My sister met me at the airport in New York. She was crying, and she instinctively ran into my arms. I hugged her back. Alone in that airport, we seemed to have nothing left but each other, and in our isolation and grief, we held onto each other like we hadn't done in years. It felt like a relief to see her.

"How is dad?" I asked her finally, with some trepidation.

"The same," she answered. "They don't think he's going to change much."

"Well, there is always hope," I said, trying to life both of our spirits. She looked at me and smiled faintly. "He's always had a lot of faith. Maybe God will work a miracle for him."

"I hope so," she said, wiping her face. "I would hate to lose him, like we lost mom."

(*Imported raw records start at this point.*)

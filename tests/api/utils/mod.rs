
use once_cell::sync::Lazy;

use std::sync::Arc;

use tally::components::counter_store::{CounterStore, InMemoryCounterStore};
use tally::configuration::get_configurations;
use tally::domain::counter::CounterKey;
use tally::startup::engine::Engine as WebEngine;
use tally::startup::prepare::Kits;
use tally::telemetry::{get_subscriber, init_subscriber, LoggerFormat, LoggerOutbound};

pub use failing_stores::{FailingCounterStore, MalformedCounterStore, StalledCounterStore};

static TRACING: Lazy<()> = Lazy::new(|| {
    let use_test_log = std::env::var("TEST_LOG").map_or(false, |x| {
        matches!(x.as_str(), "1" | "true" | "yes" | "TRUE")
    });

    let valid_levels = ["info", "error", "trace", "warn", "debug"];
    let level = std::env::var("LOG_LEVEL").ok();
    let log_level = level
        .as_deref()
        .filter(|lvl| valid_levels.contains(lvl))
        .unwrap_or("error");

    let format = LoggerFormat::Pretty;

    if use_test_log {
        let subscriber = get_subscriber(
            log_level.into(),
            format,
            LoggerOutbound::new(std::io::stderr),
        );
        init_subscriber(subscriber);
    } else {
        let subscriber = get_subscriber("debug".into(), format, LoggerOutbound::new(std::io::sink));
        init_subscriber(subscriber);
    }
});

pub const COUNTER_KEY: &str = "Counter1";

/// Knobs a test can turn before the server starts.
#[derive(Default)]
pub struct TestAppOptions {
    pub strict_health_status: bool,
    pub timeout_ms: Option<u64>,
}

pub struct TestApp {
    pub address: String,
    pub client: reqwest::Client,
    /// Present when the server runs on the in-memory store, to check what got persisted.
    pub store: Option<Arc<InMemoryCounterStore>>,
}

impl TestApp {
    pub async fn spawn_server() -> TestApp {
        Self::spawn_with_counter(0).await
    }

    pub async fn spawn_with_counter(initial: i64) -> TestApp {
        let store = Arc::new(InMemoryCounterStore::new().with_counter(&counter_key(), initial));
        let mut app = Self::spawn_with_store(store.clone(), TestAppOptions::default()).await;
        app.store = Some(store);
        app
    }

    pub async fn spawn_with_store(
        counter_store: Arc<dyn CounterStore>,
        options: TestAppOptions,
    ) -> TestApp {
        Lazy::force(&TRACING);
        let listener =
            std::net::TcpListener::bind("127.0.0.1:0").expect("Failed to create listener");
        let port = listener.local_addr().unwrap().port();
        let address = format!("http://127.0.0.1:{}", port);

        let configuration = {
            let mut temp_config = get_configurations().expect("Failed to read configuration");
            temp_config.counter.key = COUNTER_KEY.to_string();
            temp_config.application.strict_health_status = options.strict_health_status;
            if let Some(timeout_ms) = options.timeout_ms {
                temp_config.counter.store.timeout_ms = timeout_ms;
            }
            temp_config
        };

        let kits = Kits::new(listener, counter_store);
        let engine = WebEngine::build(configuration, kits).unwrap();
        assert_eq!(engine.port(), port);
        tokio::spawn(engine.spinup());

        TestApp {
            address,
            client: reqwest::Client::new(),
            store: None,
        }
    }

    pub async fn get_root(&self) -> reqwest::Response {
        self.client
            .get(format!("{}/", self.address))
            .send()
            .await
            .expect("Failed to send request")
    }

    pub async fn get_healthcheck(&self) -> reqwest::Response {
        self.client
            .get(format!("{}/healthcheck", self.address))
            .send()
            .await
            .expect("Failed to send request")
    }

    pub async fn stored_counter(&self) -> Option<i64> {
        let store = self.store.as_ref().expect("Server is not backed by memory");
        store.get(&counter_key()).await.unwrap()
    }
}

pub fn counter_key() -> CounterKey {
    CounterKey::try_from(COUNTER_KEY).unwrap()
}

"Has he said anything about me?" I asked her, hopefully.

"He asked me where you were; I think he forgot you moved to Phoenix."

"At least he's thinking of me; that's a start. How about you?"

"It's hard," she said, "Seeing him like that. He was always so strong. It's scary."

"I know," I said. Even though I did not know.

We drove back to my sister's house, and I put my things in my nephew's room, where I would be staying. Steve had a picture of my father on his bureau, standing with his arm around him, smiling, at his confirmation. He looked so proud of his grandson. I sat on the edge of the bed, looking at it for a while. There was a bible on the bureau, and a chess set. Those tokens brought back powerful memories.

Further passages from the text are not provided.